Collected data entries
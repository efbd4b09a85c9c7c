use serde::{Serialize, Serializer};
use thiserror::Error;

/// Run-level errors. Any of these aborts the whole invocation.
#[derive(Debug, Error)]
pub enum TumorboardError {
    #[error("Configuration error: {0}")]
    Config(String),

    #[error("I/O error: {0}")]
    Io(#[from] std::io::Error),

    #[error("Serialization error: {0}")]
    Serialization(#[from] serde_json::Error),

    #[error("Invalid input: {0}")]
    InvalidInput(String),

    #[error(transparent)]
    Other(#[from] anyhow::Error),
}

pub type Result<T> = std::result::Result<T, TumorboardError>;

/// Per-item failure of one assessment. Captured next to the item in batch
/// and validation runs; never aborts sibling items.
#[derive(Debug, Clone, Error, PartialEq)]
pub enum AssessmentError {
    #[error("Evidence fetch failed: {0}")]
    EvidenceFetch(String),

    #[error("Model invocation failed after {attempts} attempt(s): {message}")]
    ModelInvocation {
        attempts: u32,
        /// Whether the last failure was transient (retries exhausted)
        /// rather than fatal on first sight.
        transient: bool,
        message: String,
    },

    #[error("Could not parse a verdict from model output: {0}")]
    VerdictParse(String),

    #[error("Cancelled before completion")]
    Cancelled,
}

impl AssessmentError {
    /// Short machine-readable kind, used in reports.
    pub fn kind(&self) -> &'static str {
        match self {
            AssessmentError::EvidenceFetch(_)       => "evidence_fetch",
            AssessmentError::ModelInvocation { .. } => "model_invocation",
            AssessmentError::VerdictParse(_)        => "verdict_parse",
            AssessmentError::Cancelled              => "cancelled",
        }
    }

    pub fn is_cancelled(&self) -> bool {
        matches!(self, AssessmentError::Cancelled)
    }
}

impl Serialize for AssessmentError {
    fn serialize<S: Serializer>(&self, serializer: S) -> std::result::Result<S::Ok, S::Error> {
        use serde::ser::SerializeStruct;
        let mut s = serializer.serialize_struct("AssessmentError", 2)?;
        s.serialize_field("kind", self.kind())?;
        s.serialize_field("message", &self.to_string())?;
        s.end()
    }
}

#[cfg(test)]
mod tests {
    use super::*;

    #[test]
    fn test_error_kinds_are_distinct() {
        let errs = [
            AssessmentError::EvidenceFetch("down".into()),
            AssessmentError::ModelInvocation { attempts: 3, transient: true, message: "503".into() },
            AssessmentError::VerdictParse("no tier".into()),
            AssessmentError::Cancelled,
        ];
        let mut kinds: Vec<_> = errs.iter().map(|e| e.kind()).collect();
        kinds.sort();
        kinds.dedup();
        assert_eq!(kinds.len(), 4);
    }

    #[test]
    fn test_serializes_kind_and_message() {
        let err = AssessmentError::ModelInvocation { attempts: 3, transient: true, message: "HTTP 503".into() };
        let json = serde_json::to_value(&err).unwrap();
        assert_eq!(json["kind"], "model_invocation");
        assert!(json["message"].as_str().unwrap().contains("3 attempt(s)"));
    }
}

---

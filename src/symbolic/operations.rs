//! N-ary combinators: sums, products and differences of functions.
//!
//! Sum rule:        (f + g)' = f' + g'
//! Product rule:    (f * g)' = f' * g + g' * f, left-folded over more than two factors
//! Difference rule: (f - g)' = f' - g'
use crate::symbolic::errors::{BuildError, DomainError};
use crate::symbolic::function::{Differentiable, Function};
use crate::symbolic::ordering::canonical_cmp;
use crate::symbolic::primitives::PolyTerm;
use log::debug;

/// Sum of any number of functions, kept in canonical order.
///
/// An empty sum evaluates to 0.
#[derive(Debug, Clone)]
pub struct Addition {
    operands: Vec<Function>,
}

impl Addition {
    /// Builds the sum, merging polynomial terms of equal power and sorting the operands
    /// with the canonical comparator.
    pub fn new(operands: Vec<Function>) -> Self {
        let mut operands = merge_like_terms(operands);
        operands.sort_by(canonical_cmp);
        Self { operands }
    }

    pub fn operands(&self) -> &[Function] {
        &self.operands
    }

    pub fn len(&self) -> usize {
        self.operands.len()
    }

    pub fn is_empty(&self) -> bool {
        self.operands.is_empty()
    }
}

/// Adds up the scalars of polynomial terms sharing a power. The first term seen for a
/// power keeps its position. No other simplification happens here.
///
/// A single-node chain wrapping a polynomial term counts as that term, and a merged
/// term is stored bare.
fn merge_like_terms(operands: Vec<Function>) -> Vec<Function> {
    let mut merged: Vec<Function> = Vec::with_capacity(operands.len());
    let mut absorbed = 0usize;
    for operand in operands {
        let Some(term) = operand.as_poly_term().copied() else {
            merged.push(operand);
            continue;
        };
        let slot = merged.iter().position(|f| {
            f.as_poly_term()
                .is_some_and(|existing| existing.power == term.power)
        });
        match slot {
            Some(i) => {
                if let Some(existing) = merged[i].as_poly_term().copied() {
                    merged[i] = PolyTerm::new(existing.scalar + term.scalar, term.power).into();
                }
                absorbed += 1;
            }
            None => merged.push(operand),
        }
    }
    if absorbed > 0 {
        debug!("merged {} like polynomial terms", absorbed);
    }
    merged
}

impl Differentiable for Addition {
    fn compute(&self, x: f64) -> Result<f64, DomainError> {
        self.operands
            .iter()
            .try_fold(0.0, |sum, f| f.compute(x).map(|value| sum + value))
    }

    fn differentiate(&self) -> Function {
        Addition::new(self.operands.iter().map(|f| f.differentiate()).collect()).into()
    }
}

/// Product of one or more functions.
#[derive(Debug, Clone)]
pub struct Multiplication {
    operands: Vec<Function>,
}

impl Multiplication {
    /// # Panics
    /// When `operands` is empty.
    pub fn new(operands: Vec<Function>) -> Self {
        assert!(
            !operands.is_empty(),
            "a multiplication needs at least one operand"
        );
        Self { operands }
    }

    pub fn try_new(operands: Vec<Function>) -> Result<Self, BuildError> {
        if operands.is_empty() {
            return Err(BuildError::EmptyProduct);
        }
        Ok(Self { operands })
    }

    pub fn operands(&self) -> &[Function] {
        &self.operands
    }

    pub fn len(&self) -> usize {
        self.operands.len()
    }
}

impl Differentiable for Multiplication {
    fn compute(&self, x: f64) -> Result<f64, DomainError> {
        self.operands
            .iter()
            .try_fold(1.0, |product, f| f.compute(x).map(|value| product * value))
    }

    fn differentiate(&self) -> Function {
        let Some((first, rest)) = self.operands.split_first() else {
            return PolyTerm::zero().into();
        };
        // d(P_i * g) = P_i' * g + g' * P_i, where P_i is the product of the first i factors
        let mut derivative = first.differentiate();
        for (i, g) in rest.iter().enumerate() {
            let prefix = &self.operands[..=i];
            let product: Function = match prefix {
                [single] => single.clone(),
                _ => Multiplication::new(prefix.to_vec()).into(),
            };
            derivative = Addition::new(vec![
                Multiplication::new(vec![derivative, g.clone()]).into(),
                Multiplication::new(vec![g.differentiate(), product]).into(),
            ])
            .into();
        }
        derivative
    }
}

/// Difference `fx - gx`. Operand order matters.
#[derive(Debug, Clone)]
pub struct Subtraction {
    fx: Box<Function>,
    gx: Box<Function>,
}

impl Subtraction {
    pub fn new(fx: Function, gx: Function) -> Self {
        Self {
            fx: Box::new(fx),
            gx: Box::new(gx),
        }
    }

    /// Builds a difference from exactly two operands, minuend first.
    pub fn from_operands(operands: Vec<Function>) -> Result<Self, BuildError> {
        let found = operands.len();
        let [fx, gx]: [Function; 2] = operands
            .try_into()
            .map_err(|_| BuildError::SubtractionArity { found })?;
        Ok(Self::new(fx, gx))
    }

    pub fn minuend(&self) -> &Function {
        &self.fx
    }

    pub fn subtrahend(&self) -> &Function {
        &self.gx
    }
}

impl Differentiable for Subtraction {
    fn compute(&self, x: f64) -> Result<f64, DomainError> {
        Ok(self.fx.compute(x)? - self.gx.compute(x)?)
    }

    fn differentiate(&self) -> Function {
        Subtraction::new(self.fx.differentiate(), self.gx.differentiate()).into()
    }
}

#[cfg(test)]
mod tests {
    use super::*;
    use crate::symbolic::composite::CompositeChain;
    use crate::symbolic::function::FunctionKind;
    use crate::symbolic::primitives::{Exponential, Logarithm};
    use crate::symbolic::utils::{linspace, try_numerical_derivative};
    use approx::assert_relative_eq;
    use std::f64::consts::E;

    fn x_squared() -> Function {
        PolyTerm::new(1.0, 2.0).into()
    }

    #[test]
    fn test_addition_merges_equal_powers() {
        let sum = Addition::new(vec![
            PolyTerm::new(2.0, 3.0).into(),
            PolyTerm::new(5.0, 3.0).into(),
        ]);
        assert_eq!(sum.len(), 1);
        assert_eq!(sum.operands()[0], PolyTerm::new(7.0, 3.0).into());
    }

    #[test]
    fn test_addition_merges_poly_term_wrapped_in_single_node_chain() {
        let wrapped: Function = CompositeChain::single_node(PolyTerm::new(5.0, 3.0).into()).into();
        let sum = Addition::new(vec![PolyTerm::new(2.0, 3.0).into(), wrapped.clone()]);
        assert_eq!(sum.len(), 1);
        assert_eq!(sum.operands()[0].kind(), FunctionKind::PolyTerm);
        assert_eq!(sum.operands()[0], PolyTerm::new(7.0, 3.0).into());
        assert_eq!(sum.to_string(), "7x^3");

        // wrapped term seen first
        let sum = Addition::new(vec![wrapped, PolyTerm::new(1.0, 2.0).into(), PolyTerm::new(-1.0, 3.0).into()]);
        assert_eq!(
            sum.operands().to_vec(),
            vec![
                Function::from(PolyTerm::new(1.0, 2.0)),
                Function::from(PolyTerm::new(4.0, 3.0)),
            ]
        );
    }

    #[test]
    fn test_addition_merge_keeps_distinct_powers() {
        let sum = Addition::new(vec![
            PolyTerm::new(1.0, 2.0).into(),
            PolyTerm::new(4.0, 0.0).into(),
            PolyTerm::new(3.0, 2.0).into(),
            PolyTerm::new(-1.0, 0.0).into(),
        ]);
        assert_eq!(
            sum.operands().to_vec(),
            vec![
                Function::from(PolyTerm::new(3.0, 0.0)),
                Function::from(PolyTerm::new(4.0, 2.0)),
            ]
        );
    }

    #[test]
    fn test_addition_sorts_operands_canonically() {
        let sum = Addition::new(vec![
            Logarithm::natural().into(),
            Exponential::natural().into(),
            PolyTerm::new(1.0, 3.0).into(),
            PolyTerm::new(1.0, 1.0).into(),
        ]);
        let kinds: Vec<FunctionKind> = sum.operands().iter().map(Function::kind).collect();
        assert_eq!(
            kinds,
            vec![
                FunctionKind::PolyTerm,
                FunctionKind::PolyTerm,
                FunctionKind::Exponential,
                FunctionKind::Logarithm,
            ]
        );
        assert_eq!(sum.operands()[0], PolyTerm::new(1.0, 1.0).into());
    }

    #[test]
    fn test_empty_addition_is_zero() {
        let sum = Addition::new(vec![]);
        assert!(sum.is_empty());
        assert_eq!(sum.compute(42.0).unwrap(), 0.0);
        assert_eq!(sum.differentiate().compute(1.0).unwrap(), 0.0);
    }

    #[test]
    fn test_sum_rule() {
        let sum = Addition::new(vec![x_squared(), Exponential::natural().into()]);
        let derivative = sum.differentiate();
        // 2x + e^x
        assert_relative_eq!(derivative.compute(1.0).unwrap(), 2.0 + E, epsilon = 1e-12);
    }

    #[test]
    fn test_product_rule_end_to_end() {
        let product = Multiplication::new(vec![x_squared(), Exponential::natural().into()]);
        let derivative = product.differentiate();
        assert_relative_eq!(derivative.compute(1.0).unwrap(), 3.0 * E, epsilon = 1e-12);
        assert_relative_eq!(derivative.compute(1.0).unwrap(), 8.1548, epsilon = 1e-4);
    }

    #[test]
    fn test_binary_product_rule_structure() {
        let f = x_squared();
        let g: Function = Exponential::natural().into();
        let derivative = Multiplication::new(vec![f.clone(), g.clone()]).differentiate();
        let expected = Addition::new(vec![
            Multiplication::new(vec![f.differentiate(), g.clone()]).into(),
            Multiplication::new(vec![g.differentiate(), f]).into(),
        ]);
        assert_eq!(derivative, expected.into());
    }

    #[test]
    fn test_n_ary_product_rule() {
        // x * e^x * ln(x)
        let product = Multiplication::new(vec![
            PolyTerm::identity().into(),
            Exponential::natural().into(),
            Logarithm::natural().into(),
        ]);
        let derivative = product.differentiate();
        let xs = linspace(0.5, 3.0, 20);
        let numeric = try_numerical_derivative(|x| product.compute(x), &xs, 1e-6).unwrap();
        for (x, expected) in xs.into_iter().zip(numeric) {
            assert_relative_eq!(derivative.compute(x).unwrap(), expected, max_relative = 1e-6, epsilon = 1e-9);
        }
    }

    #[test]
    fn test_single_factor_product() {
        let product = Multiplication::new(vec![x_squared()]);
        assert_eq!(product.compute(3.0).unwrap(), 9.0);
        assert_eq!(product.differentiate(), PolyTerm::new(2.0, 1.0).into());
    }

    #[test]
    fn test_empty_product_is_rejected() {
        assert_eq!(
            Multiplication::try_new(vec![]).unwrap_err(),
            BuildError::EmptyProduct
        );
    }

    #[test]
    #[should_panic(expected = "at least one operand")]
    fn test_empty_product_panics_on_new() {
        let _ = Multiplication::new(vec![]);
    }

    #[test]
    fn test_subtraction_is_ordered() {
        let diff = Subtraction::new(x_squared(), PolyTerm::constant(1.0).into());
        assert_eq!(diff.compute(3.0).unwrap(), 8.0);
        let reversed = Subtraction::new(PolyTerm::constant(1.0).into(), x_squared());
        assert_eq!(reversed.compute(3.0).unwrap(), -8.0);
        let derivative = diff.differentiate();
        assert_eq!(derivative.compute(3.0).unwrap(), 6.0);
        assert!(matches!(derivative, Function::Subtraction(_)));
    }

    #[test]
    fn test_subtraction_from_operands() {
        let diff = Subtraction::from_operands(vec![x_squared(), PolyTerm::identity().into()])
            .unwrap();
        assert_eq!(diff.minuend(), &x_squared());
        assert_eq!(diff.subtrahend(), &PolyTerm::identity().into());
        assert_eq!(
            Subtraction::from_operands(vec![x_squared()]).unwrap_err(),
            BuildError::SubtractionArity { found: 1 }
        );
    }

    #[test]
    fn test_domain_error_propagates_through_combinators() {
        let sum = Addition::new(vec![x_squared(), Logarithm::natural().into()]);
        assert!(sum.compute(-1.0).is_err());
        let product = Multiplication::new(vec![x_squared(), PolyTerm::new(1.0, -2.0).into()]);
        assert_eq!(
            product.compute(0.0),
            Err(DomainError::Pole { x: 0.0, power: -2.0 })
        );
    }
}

### HOW TO COMPLETE THIS TASK
From the entries above, print the lines beginning at the one with "use crate::symbolic::ordering::canonical_cmp;" and stopping after the one with "let Some(term) = operand.as_poly_term().copied()", exactly as written and with nothing else.

### EXERCISE SOLUTION
use crate::symbolic::ordering::canonical_cmp;
use crate::symbolic::primitives::PolyTerm;
use log::debug;

/// Sum of any number of functions, kept in canonical order.
///
/// An empty sum evaluates to 0.
#[derive(Debug, Clone)]
pub struct Addition {
    operands: Vec<Function>,
}

impl Addition {
    /// Builds the sum, merging polynomial terms of equal power and sorting the operands
    /// with the canonical comparator.
    pub fn new(operands: Vec<Function>) -> Self {
        let mut operands = merge_like_terms(operands);
        operands.sort_by(canonical_cmp);
        Self { operands }
    }

    pub fn operands(&self) -> &[Function] {
        &self.operands
    }

    pub fn len(&self) -> usize {
        self.operands.len()
    }

    pub fn is_empty(&self) -> bool {
        self.operands.is_empty()
    }
}

/// Adds up the scalars of polynomial terms sharing a power. The first term seen for a
/// power keeps its position. No other simplification happens here.
///
/// A single-node chain wrapping a polynomial term counts as that term, and a merged
/// term is stored bare.
fn merge_like_terms(operands: Vec<Function>) -> Vec<Function> {
    let mut merged: Vec<Function> = Vec::with_capacity(operands.len());
    let mut absorbed = 0usize;
    for operand in operands {
        let Some(term) = operand.as_poly_term().copied() else {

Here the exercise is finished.